Last Tuesday, the European Commission quietly discovered something had gone very wrong inside its cloud infrastructure. By Friday, they put out a press release. By the weekend, the hacking group ShinyHunters had already posted the evidence on the dark web — over 350GB of it.

This is one of those stories that sounds like a dry government IT incident until you actually look at what was taken.

The leaked data reportedly includes emails and attachments, a full SSO user directory, DKIM signing keys, AWS configuration snapshots, NextCloud and Athena data, and internal admin URLs. One security researcher on X summed it up bluntly: "DKIM keys and AWS config snapshots in the same breach is catastrophic." And when you think about what that actually means, it's hard to disagree.

Here's the problem with DKIM keys, specifically. With those keys, ShinyHunters can forge emails that appear to come from official EU Commission domains and pass authentication checks — making them nearly perfect for spear-phishing campaigns targeting EU member states.
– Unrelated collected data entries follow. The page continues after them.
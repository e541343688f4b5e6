use super::*;
use crate::domain::assignment::NewAssignment;
use crate::domain::types::{Priority, TicketStatus};

/// Sink that refuses every write, standing in for an unreachable audit store.
struct FailingSink;

#[async_trait]
impl AuditSink for FailingSink {
    async fn append(&self, _entry: AuditLogEntry) -> Result<(), AuditError> {
        Err(AuditError::Unavailable("audit store offline".to_string()))
    }

    async fn by_ticket(&self, _ticket_id: TicketId) -> Result<Vec<AuditLogEntry>, AuditError> {
        Err(AuditError::Unavailable("audit store offline".to_string()))
    }

    async fn by_reference(
        &self,
        _reference_id: ReferenceId,
    ) -> Result<Vec<AuditLogEntry>, AuditError> {
        Err(AuditError::Unavailable("audit store offline".to_string()))
    }

    async fn recent(&self, _limit: usize) -> Result<Vec<AuditLogEntry>, AuditError> {
        Err(AuditError::Unavailable("audit store offline".to_string()))
    }
}

fn ticket() -> Ticket {
    let now = TimestampUtc::now();
    Ticket {
        id: TicketId::new(),
        reference_id: ReferenceId::new(),
        parent_ticket_id: None,
        client_id: UserId::new(),
        title: "Cover letter".to_string(),
        description: "Needs a rewrite".to_string(),
        priority: Priority::Low,
        status: TicketStatus::InComplianceReview,
        reopen_count: 0,
        warning_flag: false,
        contact_email: "client@example.com".to_string(),
        contact_phone: "555-0103".to_string(),
        closed_at: None,
        created_at: now,
        updated_at: now,
    }
}

fn compliance() -> Actor {
    Actor::new(UserId::new(), ActorRole::Compliance)
}

#[test]
fn event_types_serialize_screaming_snake_case() {
    let json = serde_json::to_string(&AuditEventType::SisterTicketCreated).unwrap();
    assert_eq!(json, "\"SISTER_TICKET_CREATED\"");
    assert_eq!(
        AuditEventType::TicketStatusChanged.to_string(),
        "TICKET_STATUS_CHANGED"
    );
}

#[tokio::test]
async fn record_stamps_actor_and_ids() {
    let sink = Arc::new(MemoryAuditSink::new());
    let recorder = AuditRecorder::new(sink.clone());
    let ticket = ticket();
    let actor = compliance();

    let entry = recorder
        .record(NewAuditEntry::for_ticket(
            AuditEventType::TicketCreated,
            &ticket,
            &actor,
        ))
        .await
        .unwrap();

    assert_eq!(entry.ticket_id, Some(ticket.id));
    assert_eq!(entry.reference_id, Some(ticket.reference_id));
    assert_eq!(entry.actor_id, actor.id);
    assert_eq!(entry.actor_role, ActorRole::Compliance);
    assert_eq!(sink.entries().await, vec![entry]);
}

#[tokio::test]
async fn failed_write_is_swallowed() {
    let recorder = AuditRecorder::new(Arc::new(FailingSink));
    let ticket = ticket();

    let recorded = recorder
        .record(NewAuditEntry::for_ticket(
            AuditEventType::TicketClosed,
            &ticket,
            &compliance(),
        ))
        .await;

    assert!(recorded.is_none());
}

#[tokio::test]
async fn approval_event_carries_departments_and_reason() {
    let ticket = ticket();
    let event = TicketEvent::TicketApproved {
        departments: vec![NewAssignment {
            department: "Resume".into(),
            branch: None,
        }],
        reason: Some("complete request".to_string()),
        approved_at: TimestampUtc::now(),
    };

    let entry = NewAuditEntry::from_ticket_event(&ticket, &event, &compliance());

    assert_eq!(entry.event_type, AuditEventType::TicketApproved);
    assert_eq!(entry.decision_reason.as_deref(), Some("complete request"));
    assert_eq!(entry.payload["departments"][0]["department"], "Resume");
}

#[tokio::test]
async fn status_change_payload_names_both_ends() {
    let ticket = ticket();
    let event = TicketEvent::StatusChanged {
        from: TicketStatus::InResolution,
        to: TicketStatus::WaitingForClient,
        changed_at: TimestampUtc::now(),
    };

    let entry = NewAuditEntry::from_ticket_event(&ticket, &event, &compliance().as_system());

    assert_eq!(entry.event_type, AuditEventType::TicketStatusChanged);
    assert_eq!(entry.actor.role, ActorRole::System);
    assert_eq!(entry.payload["from"], "in_resolution");
    assert_eq!(entry.payload["to"], "waiting_for_client");
}

#[tokio::test]
async fn reads_are_newest_first() {
    let recorder = AuditRecorder::new(Arc::new(MemoryAuditSink::new()));
    let first = ticket();
    let mut sister = ticket();
    sister.reference_id = first.reference_id;
    let actor = compliance();

    recorder
        .record(NewAuditEntry::for_ticket(AuditEventType::TicketCreated, &first, &actor))
        .await;
    recorder
        .record(NewAuditEntry::for_ticket(
            AuditEventType::SisterTicketCreated,
            &sister,
            &actor,
        ))
        .await;

    let chain = recorder.by_reference(first.reference_id).await.unwrap();
    let types: Vec<AuditEventType> = chain.iter().map(|e| e.event_type).collect();
    assert_eq!(
        types,
        vec![AuditEventType::SisterTicketCreated, AuditEventType::TicketCreated]
    );

    assert_eq!(recorder.by_ticket(first.id).await.unwrap().len(), 1);
    assert_eq!(recorder.recent(1).await.unwrap()[0].ticket_id, Some(sister.id));
}
use super::*;
use clap::Parser;

fn parse(args: &[&str]) -> Cli {
    Cli::try_parse_from(std::iter::once("ticketflow").chain(args.iter().copied())).unwrap()
}

#[test]
fn test_approve_collects_departments_with_branches() {
    let ticket = TicketId::new();
    let cli = parse(&[
        "approve",
        &ticket.to_string(),
        "-d",
        "Resume",
        "--department",
        "Marketing:AHM",
        "--reason",
        "looks fine",
    ]);

    match cli.command {
        Command::Approve {
            ticket_id,
            departments,
            reason,
        } => {
            assert_eq!(ticket_id, ticket);
            assert_eq!(
                departments,
                vec![
                    DepartmentRequest::new("Resume"),
                    DepartmentRequest::with_branch("Marketing", "AHM"),
                ]
            );
            assert_eq!(reason.as_deref(), Some("looks fine"));
        }
        other => panic!("parsed {:?}", other),
    }
}

#[test]
fn test_approve_requires_a_department() {
    let ticket = TicketId::new().to_string();
    let result = Cli::try_parse_from(["ticketflow", "approve", ticket.as_str()]);
    assert!(result.is_err());
}

#[test]
fn test_identity_flags_are_global() {
    let actor = UserId::new();
    let cli = parse(&["queue", "--actor", &actor.to_string(), "--role", "team-lead"]);

    let acting = cli.acting_as().unwrap();
    assert_eq!(acting.id, actor);
    assert_eq!(acting.role, ActorRole::TeamLead);
}

#[test]
fn test_missing_identity_is_an_error() {
    let cli = parse(&["--role", "client", "queue"]);
    assert!(cli.acting_as().is_err());
}

#[test]
fn test_unknown_role_and_status_are_rejected() {
    let assignment = AssignmentId::new().to_string();
    assert!(Cli::try_parse_from(["ticketflow", "--role", "admin", "queue"]).is_err());
    assert!(Cli::try_parse_from([
        "ticketflow",
        "update-assignment",
        assignment.as_str(),
        "--status",
        "done",
    ])
    .is_err());
}

#[test]
fn test_update_assignment_parses_status_labels() {
    let assignment = AssignmentId::new();
    let cli = parse(&[
        "update-assignment",
        &assignment.to_string(),
        "--status",
        "Waiting for Client",
    ]);

    match cli.command {
        Command::UpdateAssignment { status, .. } => {
            assert_eq!(status, AssignmentStatus::WaitingForClient)
        }
        other => panic!("parsed {:?}", other),
    }
}

#[test]
fn test_create_defaults_priority() {
    let cli = parse(&[
        "create",
        "--title",
        "CV",
        "--description",
        "Needs work",
        "--email",
        "a@b.c",
        "--phone",
        "1",
    ]);

    match &cli.command {
        Command::Create { priority, .. } => assert_eq!(*priority, Priority::Medium),
        other => panic!("parsed {:?}", other),
    }
    assert!(cli.command.mutates());
}

#[test]
fn test_reads_do_not_mutate() {
    let ticket = TicketId::new().to_string();
    for args in [
        vec!["queue"],
        vec!["ready-queue"],
        vec!["show", ticket.as_str()],
        vec!["audit", "--limit", "5"],
    ] {
        assert!(!parse(&args).command.mutates(), "{:?}", args);
    }
}

#[test]
fn test_audit_filters_conflict() {
    let ticket = TicketId::new().to_string();
    let reference = ReferenceId::new().to_string();
    let result = Cli::try_parse_from([
        "ticketflow",
        "audit",
        "--ticket",
        ticket.as_str(),
        "--reference",
        reference.as_str(),
    ]);
    assert!(result.is_err());
}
Combined with a full employee SSO directory, you have everything you need to run incredibly convincing targeted attacks against people who trust the Commission's email domains by default.

None

How did this happen?

The attack struck the Commission's Amazon Web Services account — the one that hosts its Europa.eu platform. AWS has stated it did not experience a security event and that its services "operated as designed," which is a careful way of saying the problem wasn't Amazon's. The entry point was almost certainly a compromised credential or a misconfigured account. No zero-day. No sophisticated exploit chain. Just someone getting into an account they shouldn't have had access to.
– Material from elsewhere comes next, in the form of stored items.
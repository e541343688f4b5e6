//! In-process store backed by one `tokio::sync::RwLock`.
//!
//! Guards run while the write lock is held, so concurrent callers observe
//! them atomically.

use async_trait::async_trait;
use tokio::sync::RwLock;

use super::{AssignmentStore, StatusTransition, StoreError, StoreSnapshot, TicketStore};
use crate::domain::assignment::{DepartmentAssignment, NewAssignment};
use crate::domain::ticket::{NewTicket, Ticket};
use crate::domain::types::{
    AssignmentId, AssignmentStatus, ReferenceId, TicketId, TicketStatus, TimestampUtc, UserId,
};

/// Tickets and assignments held in insertion order.
#[derive(Debug, Default)]
pub struct MemoryStore {
    inner: RwLock<StoreSnapshot>,
}

impl MemoryStore {
    pub fn new() -> Self {
        Self::default()
    }

    /// Restores a store from a previously exported snapshot.
    pub fn from_snapshot(snapshot: StoreSnapshot) -> Self {
        Self {
            inner: RwLock::new(snapshot),
        }
    }

    /// Copies the current contents for persistence.
    pub async fn snapshot(&self) -> StoreSnapshot {
        self.inner.read().await.clone()
    }
}

fn apply_status(ticket: &mut Ticket, status: TicketStatus, at: TimestampUtc) {
    ticket.status = status;
    ticket.updated_at = at;
    if status == TicketStatus::Closed {
        ticket.closed_at = Some(at);
    }
}

#[async_trait]
impl TicketStore for MemoryStore {
    async fn find_ticket_by_id(&self, id: TicketId) -> Result<Option<Ticket>, StoreError> {
        let data = self.inner.read().await;
        Ok(data.tickets.iter().find(|t| t.id == id).cloned())
    }

    async fn find_tickets_by_reference_id(
        &self,
        reference_id: ReferenceId,
    ) -> Result<Vec<Ticket>, StoreError> {
        let data = self.inner.read().await;
        Ok(data
            .tickets
            .iter()
            .filter(|t| t.reference_id == reference_id)
            .cloned()
            .collect())
    }

    async fn count_tickets_by_reference_id(
        &self,
        reference_id: ReferenceId,
    ) -> Result<u32, StoreError> {
        let data = self.inner.read().await;
        let count = data
            .tickets
            .iter()
            .filter(|t| t.reference_id == reference_id)
            .count();
        u32::try_from(count).map_err(|_| {
            StoreError::Unavailable(format!("reference {} chain too long", reference_id))
        })
    }

    async fn create_ticket(&self, new: NewTicket, at: TimestampUtc) -> Result<Ticket, StoreError> {
        let mut data = self.inner.write().await;

        let open_sibling = data
            .tickets
            .iter()
            .any(|t| t.reference_id == new.reference_id && t.is_open());
        if open_sibling {
            return Err(StoreError::OpenGenerationExists(new.reference_id));
        }

        let ticket = Ticket {
            id: TicketId::new(),
            reference_id: new.reference_id,
            parent_ticket_id: new.parent_ticket_id,
            client_id: new.client_id,
            title: new.title,
            description: new.description,
            priority: new.priority,
            status: new.status,
            reopen_count: new.reopen_count,
            warning_flag: new.warning_flag,
            contact_email: new.contact_email,
            contact_phone: new.contact_phone,
            closed_at: None,
            created_at: at,
            updated_at: at,
        };
        data.tickets.push(ticket.clone());
        Ok(ticket)
    }

    async fn update_ticket_status(
        &self,
        id: TicketId,
        status: TicketStatus,
        at: TimestampUtc,
    ) -> Result<Ticket, StoreError> {
        let mut data = self.inner.write().await;
        let ticket = data
            .tickets
            .iter_mut()
            .find(|t| t.id == id)
            .ok_or(StoreError::MissingTicket(id))?;
        apply_status(ticket, status, at);
        Ok(ticket.clone())
    }

    async fn transition_ticket_status(
        &self,
        id: TicketId,
        expected: TicketStatus,
        status: TicketStatus,
        at: TimestampUtc,
    ) -> Result<Ticket, StoreError> {
        let mut data = self.inner.write().await;
        let ticket = data
            .tickets
            .iter_mut()
            .find(|t| t.id == id)
            .ok_or(StoreError::MissingTicket(id))?;
        if ticket.status != expected {
            return Err(StoreError::StatusMismatch {
                ticket_id: id,
                expected,
                actual: ticket.status,
            });
        }
        apply_status(ticket, status, at);
        Ok(ticket.clone())
    }

    async fn find_tickets_by_status(
        &self,
        status: TicketStatus,
    ) -> Result<Vec<Ticket>, StoreError> {
        let data = self.inner.read().await;
        Ok(data
            .tickets
            .iter()
            .filter(|t| t.status == status)
            .cloned()
            .collect())
    }

    async fn find_tickets_by_client(&self, client_id: UserId) -> Result<Vec<Ticket>, StoreError> {
        let data = self.inner.read().await;
        Ok(data
            .tickets
            .iter()
            .rev()
            .filter(|t| t.client_id == client_id)
            .cloned()
            .collect())
    }
}

#[async_trait]
impl AssignmentStore for MemoryStore {
    async fn create_assignments_bulk(
        &self,
        ticket_id: TicketId,
        assignments: Vec<NewAssignment>,
        transition: StatusTransition,
    ) -> Result<(Ticket, Vec<DepartmentAssignment>), StoreError> {
        let mut data = self.inner.write().await;

        if data.assignments.iter().any(|a| a.ticket_id == ticket_id) {
            return Err(StoreError::DuplicateAssignments(ticket_id));
        }
        let ticket = data
            .tickets
            .iter_mut()
            .find(|t| t.id == ticket_id)
            .ok_or(StoreError::MissingTicket(ticket_id))?;
        if ticket.status != transition.expected {
            return Err(StoreError::StatusMismatch {
                ticket_id,
                expected: transition.expected,
                actual: ticket.status,
            });
        }
        apply_status(ticket, transition.status, transition.at);
        let ticket = ticket.clone();

        let created: Vec<DepartmentAssignment> = assignments
            .into_iter()
            .map(|new| DepartmentAssignment {
                id: AssignmentId::new(),
                ticket_id,
                department: new.department,
                branch: new.branch,
                assigned_manager_id: None,
                assigned_team_lead_id: None,
                status: AssignmentStatus::NotAssigned,
                review_notes: None,
                resolved_at: None,
                created_at: transition.at,
                updated_at: transition.at,
            })
            .collect();
        data.assignments.extend(created.iter().cloned());
        Ok((ticket, created))
    }

    async fn find_assignments_by_ticket_id(
        &self,
        ticket_id: TicketId,
    ) -> Result<Vec<DepartmentAssignment>, StoreError> {
        let data = self.inner.read().await;
        Ok(data
            .assignments
            .iter()
            .filter(|a| a.ticket_id == ticket_id)
            .cloned()
            .collect())
    }

    async fn find_assignment_by_id(
        &self,
        id: AssignmentId,
    ) -> Result<Option<DepartmentAssignment>, StoreError> {
        let data = self.inner.read().await;
        Ok(data.assignments.iter().find(|a| a.id == id).cloned())
    }

    async fn find_assignments_by_team_lead(
        &self,
        team_lead_id: UserId,
    ) -> Result<Vec<DepartmentAssignment>, StoreError> {
        let data = self.inner.read().await;
        Ok(data
            .assignments
            .iter()
            .filter(|a| a.assigned_team_lead_id == Some(team_lead_id))
            .cloned()
            .collect())
    }

    async fn count_unresolved_assignments(
        &self,
        ticket_id: TicketId,
    ) -> Result<usize, StoreError> {
        let data = self.inner.read().await;
        Ok(data
            .assignments
            .iter()
            .filter(|a| a.ticket_id == ticket_id && !a.is_resolved())
            .count())
    }

    async fn update_assignment(
        &self,
        assignment: DepartmentAssignment,
        at: TimestampUtc,
    ) -> Result<DepartmentAssignment, StoreError> {
        let mut data = self.inner.write().await;
        let stored = data
            .assignments
            .iter_mut()
            .find(|a| a.id == assignment.id)
            .ok_or(StoreError::MissingAssignment(assignment.id))?;
        *stored = DepartmentAssignment {
            updated_at: at,
            ..assignment
        };
        Ok(stored.clone())
    }
}

#[cfg(test)]
#[path = "tests/memory_tests.rs"]
mod tests;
The Commission confirmed that its internal systems were not affected and its public websites remained online throughout the incident. That's the good news. But "internal systems untouched" doesn't mean the damage is limited. ShinyHunters has already released an archive of over 90GB of files, with claims of 350GB total stolen from the compromised cloud environment.

None

Who is ShinyHunters?

If you've been following cybersecurity news for the past couple of years, this group isn't new. In recent months alone, they've claimed breaches at Infinite Campus, CarGurus, Canada Goose, Panera Bread, Betterment, SoundCloud, and Match Group — which owns Tinder, Hinge, and OkCupid. Many of those were pulled off through a large-scale voice phishing campaign, targeting SSO accounts at Okta, Microsoft, and Google across more than 100 organizations. The pattern is consistent: they find the credential, they get in, they take everything, and they post it.

Security experts warn the attackers are likely either hacktivists or cyber mercenaries hired by a nation-state, and that politically motivated attacks of this kind are set to surge through 2026.

The politics underneath this

There's a layer here that makes this more than just another data breach. The European Commission has been one of the loudest voices in the world when it comes to cybersecurity regulation — pushing the EU Cybersecurity Act, NIS2, and a new Cybersecurity Package launched just in January 2026. Researchers noted that this incident can be used to frame the Commission as an incompetent and insecure institution, especially since they're considered leaders in setting security regulations.

That framing isn't accidental. Whoever is behind this, the data being dumped publicly rather than ransomed suggests the goal is reputational damage, not money.

This is also the second confirmed breach of the Commission this year. In February 2026, attackers targeted its mobile device management system, potentially accessing staff contact data — names and phone numbers — though that incident was reportedly contained quickly.

None

What should you actually take from this?

Cloud misconfigurations and compromised credentials remain the most common entry points for attacks at this scale. It doesn't matter how good AWS's infrastructure is if the account accessing it is already compromised. Organizations — governments included — tend to invest heavily in perimeter defenses, while leaving cloud IAM policies, credential hygiene, and SSO configurations under-reviewed.

The DKIM key theft is also a reminder that a breach rarely ends at the initial data stolen. Those keys are a weapon that can be used for months, or even years, in follow-on attacks against everyone who trusts the EU Commission's email infrastructure.

The Commission's investigation is still ongoing. The full scope of what was taken hasn't been confirmed. But 350GB of data from the executive branch of the European Union is now floating on the dark web — and whoever put it there almost certainly isn't done with it.